It took another year for all of the fuel shipments to arrive, and by that time all of the crew were fully trained for their roles. There were now two captains, as another member of the Colonization Group had completed his Captain training and come onboard. Theodoros had decided to join in as a captain as well, but he hadn’t yet finished the Life Support branch of the training so he couldn’t actually be assigned to Captain duties. It shouldn’t take him more than a few years to finish his basic training, though.

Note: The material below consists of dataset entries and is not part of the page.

//! The per-tick orchestrator.
//!
//! A `Game` owns the `SessionContext` plus the little bit of state that only
//! matters between ticks: the deadline of a life-lost pause.  Input arrives
//! as `InputEvent`s; `tick` advances the simulation; `view` hands a borrowed
//! snapshot to whatever draws the frame.

use std::time::Instant;

use crate::compute::{
    advance_bullets, check_aliens_reached_bottom, check_fleet_cleared, fire_bullet,
    purge_offscreen_bullets, resolve_bullet_alien, resolve_ship_alien, ShipHit,
};
use crate::entities::{Alien, Bullet, Direction, Entity, Rect, Ship};
use crate::error::ConfigError;
use crate::fleet::{advance_fleet, check_fleet_edges};
use crate::session::SessionContext;
use crate::settings::Settings;
use crate::stats::GameStats;

// ── Input ─────────────────────────────────────────────────────────────────────

#[derive(Clone, Copy, Debug, PartialEq, Eq, Hash)]
pub enum Key {
    Left,
    Right,
    Fire,
    Pause,
    /// Starts a new game when none is running.
    Play,
    Quit,
}

#[derive(Clone, Copy, Debug, PartialEq, Eq)]
pub enum InputEvent {
    KeyDown(Key),
    KeyUp(Key),
    /// Pointer click in screen coordinates.
    Click { x: i32, y: i32 },
    /// Window closed / interrupt.
    Quit,
}

#[derive(Clone, Copy, Debug, PartialEq, Eq)]
pub enum Control {
    Continue,
    Quit,
}

// ── Phase ─────────────────────────────────────────────────────────────────────

#[derive(Clone, Copy, Debug, PartialEq, Eq)]
pub enum Phase {
    Active,
    Paused,
    /// A ship was just lost; the simulation is frozen until the deadline.
    LifeLost,
    /// No game running: before the first one, or after the last ship.
    GameOver,
}

/// What the renderer gets once per tick.
#[derive(Clone, Copy, Debug)]
pub struct View<'a> {
    pub settings: &'a Settings,
    pub ship: &'a Ship,
    pub bullets: &'a [Bullet],
    pub aliens: &'a [Alien],
    pub stats: &'a GameStats,
    pub phase: Phase,
    pub play_button: Rect,
}

// ── Game ──────────────────────────────────────────────────────────────────────

#[derive(Clone, Debug)]
pub struct Game {
    ctx: SessionContext,
    /// Set while recovering from a lost life.
    resume_at: Option<Instant>,
    play_button: Rect,
}

impl Game {
    /// Validate the configuration and lay out the opening board.  The game
    /// starts inactive, waiting for Play.
    pub fn new(settings: Settings) -> Result<Self, ConfigError> {
        let ctx = SessionContext::new(settings)?;
        let s = &ctx.settings;
        let mut play_button = Rect::new(0, 0, s.button_width, s.button_height);
        play_button.set_center(s.screen_width / 2, s.screen_height / 2);
        tracing::debug!(
            width = s.screen_width,
            height = s.screen_height,
            aliens = ctx.aliens.len(),
            "game initialised"
        );
        Ok(Self {
            ctx,
            resume_at: None,
            play_button,
        })
    }

    pub fn context(&self) -> &SessionContext {
        &self.ctx
    }

    /// Direct access for callers that stage a particular board.
    pub fn context_mut(&mut self) -> &mut SessionContext {
        &mut self.ctx
    }

    pub fn stats(&self) -> &GameStats {
        &self.ctx.stats
    }

    pub fn play_button(&self) -> Rect {
        self.play_button
    }

    pub fn phase(&self, now: Instant) -> Phase {
        let stats = &self.ctx.stats;
        if !stats.game_active {
            Phase::GameOver
        } else if self.resume_at.is_some_and(|t| now < t) {
            Phase::LifeLost
        } else if stats.game_paused {
            Phase::Paused
        } else {
            Phase::Active
        }
    }

    /// True when the next `tick` would move things.
    pub fn is_simulating(&self, now: Instant) -> bool {
        self.phase(now) == Phase::Active
    }

    // ── Input handling ────────────────────────────────────────────────────────

    /// Apply one input event.  Never blocks, including during a life-lost
    /// pause, so quit stays responsive.
    pub fn handle_input(&mut self, event: InputEvent, now: Instant) -> Control {
        match event {
            InputEvent::Quit | InputEvent::KeyDown(Key::Quit) => return Control::Quit,
            InputEvent::KeyDown(key) => self.key_down(key, now),
            InputEvent::KeyUp(key) => self.key_up(key),
            InputEvent::Click { x, y } => {
                if self.play_button.contains_point(x, y) {
                    self.start_new_game();
                }
            }
        }
        Control::Continue
    }

    fn key_down(&mut self, key: Key, now: Instant) {
        match key {
            Key::Left => self.ctx.ship.set_movement(Direction::Left, true),
            Key::Right => self.ctx.ship.set_movement(Direction::Right, true),
            Key::Fire => {
                if self.is_simulating(now) {
                    fire_bullet(&mut self.ctx);
                }
            }
            Key::Pause => self.toggle_pause(),
            Key::Play => {
                self.start_new_game();
            }
            // Quit is answered by handle_input
            _ => {}
        }
    }

    fn key_up(&mut self, key: Key) {
        match key {
            Key::Left => self.ctx.ship.set_movement(Direction::Left, false),
            Key::Right => self.ctx.ship.set_movement(Direction::Right, false),
            _ => {}
        }
    }

    pub fn toggle_pause(&mut self) {
        let stats = &mut self.ctx.stats;
        if stats.game_active {
            stats.game_paused = !stats.game_paused;
            tracing::debug!(paused = stats.game_paused, "pause toggled");
        }
    }

    /// Start over: stats, board, ship and speeds all back to their initial
    /// values.  Does nothing while a game is already running; returns whether
    /// a game was started.
    pub fn start_new_game(&mut self) -> bool {
        if self.ctx.stats.game_active {
            return false;
        }
        let ctx = &mut self.ctx;
        ctx.stats.reset_stats(&ctx.settings);
        ctx.stats.game_active = true;
        ctx.stats.game_paused = false;
        ctx.reset_board();
        ctx.settings.reset_dynamic();
        ctx.ship.moving_left = false;
        ctx.ship.moving_right = false;
        self.resume_at = None;
        tracing::info!(ships = ctx.stats.ships_left, "new game");
        true
    }

    // ── Simulation ────────────────────────────────────────────────────────────

    /// One simulation step.  Does nothing unless a game is active, unpaused
    /// and past any life-lost pause.
    pub fn tick(&mut self, now: Instant) {
        match self.resume_at {
            Some(deadline) if now < deadline => return,
            Some(_) => {
                self.resume_at = None;
                tracing::debug!("resuming after life lost");
            }
            None => {}
        }
        if !self.ctx.stats.is_running() {
            return;
        }

        self.ctx.ship.advance(&self.ctx.settings);
        self.update_bullets();
        if let Some(hit) = self.update_aliens() {
            self.on_ship_hit(hit, now);
        }
    }

    fn update_bullets(&mut self) {
        let ctx = &mut self.ctx;
        advance_bullets(ctx);
        purge_offscreen_bullets(ctx);
        resolve_bullet_alien(ctx);
        check_fleet_cleared(ctx);
    }

    /// Move the fleet and look for anything that costs a ship.  Stops at the
    /// first hit so one tick never costs two ships.
    fn update_aliens(&mut self) -> Option<ShipHit> {
        let ctx = &mut self.ctx;
        check_fleet_edges(&mut ctx.settings, &mut ctx.aliens);
        advance_fleet(&ctx.settings, &mut ctx.aliens);
        resolve_ship_alien(ctx).or_else(|| check_aliens_reached_bottom(ctx))
    }

    fn on_ship_hit(&mut self, hit: ShipHit, now: Instant) {
        if hit == ShipHit::LifeLost {
            self.resume_at = Some(now + self.ctx.settings.life_lost_pause);
        }
    }

    // ── Rendering hand-off ────────────────────────────────────────────────────

    pub fn view(&self, now: Instant) -> View<'_> {
        View {
            settings: &self.ctx.settings,
            ship: &self.ctx.ship,
            bullets: &self.ctx.bullets,
            aliens: &self.ctx.aliens,
            stats: &self.ctx.stats,
            phase: self.phase(now),
            play_button: self.play_button,
        }
    }
}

The ship had finished its upgrades a few months ago. Four 500 meter long engines had been attached to the outside of the ship, each attached at ninety degrees from each other around the 100 meter diameter of the ship. In between the engines were the fuel tanks, 300 megatons of raw liquid hydrogen from Jupiter, hauled to Luna 100 kilotons at a time with a fleet of tankers. The engines were fusion based, compressing a string of hydrogen at millions of degrees down their length so that it would come out the rear of the ship at over fifteen thousand kilometers per second. All of the extra tanks and engines made the ship far larger than it originally was, the ship now being over three kilometers across instead of the original one hundred meters and looking more like a pizza than a sausage, but over time the tanks would be emptied, then removed and recycled back into the metal they were made of.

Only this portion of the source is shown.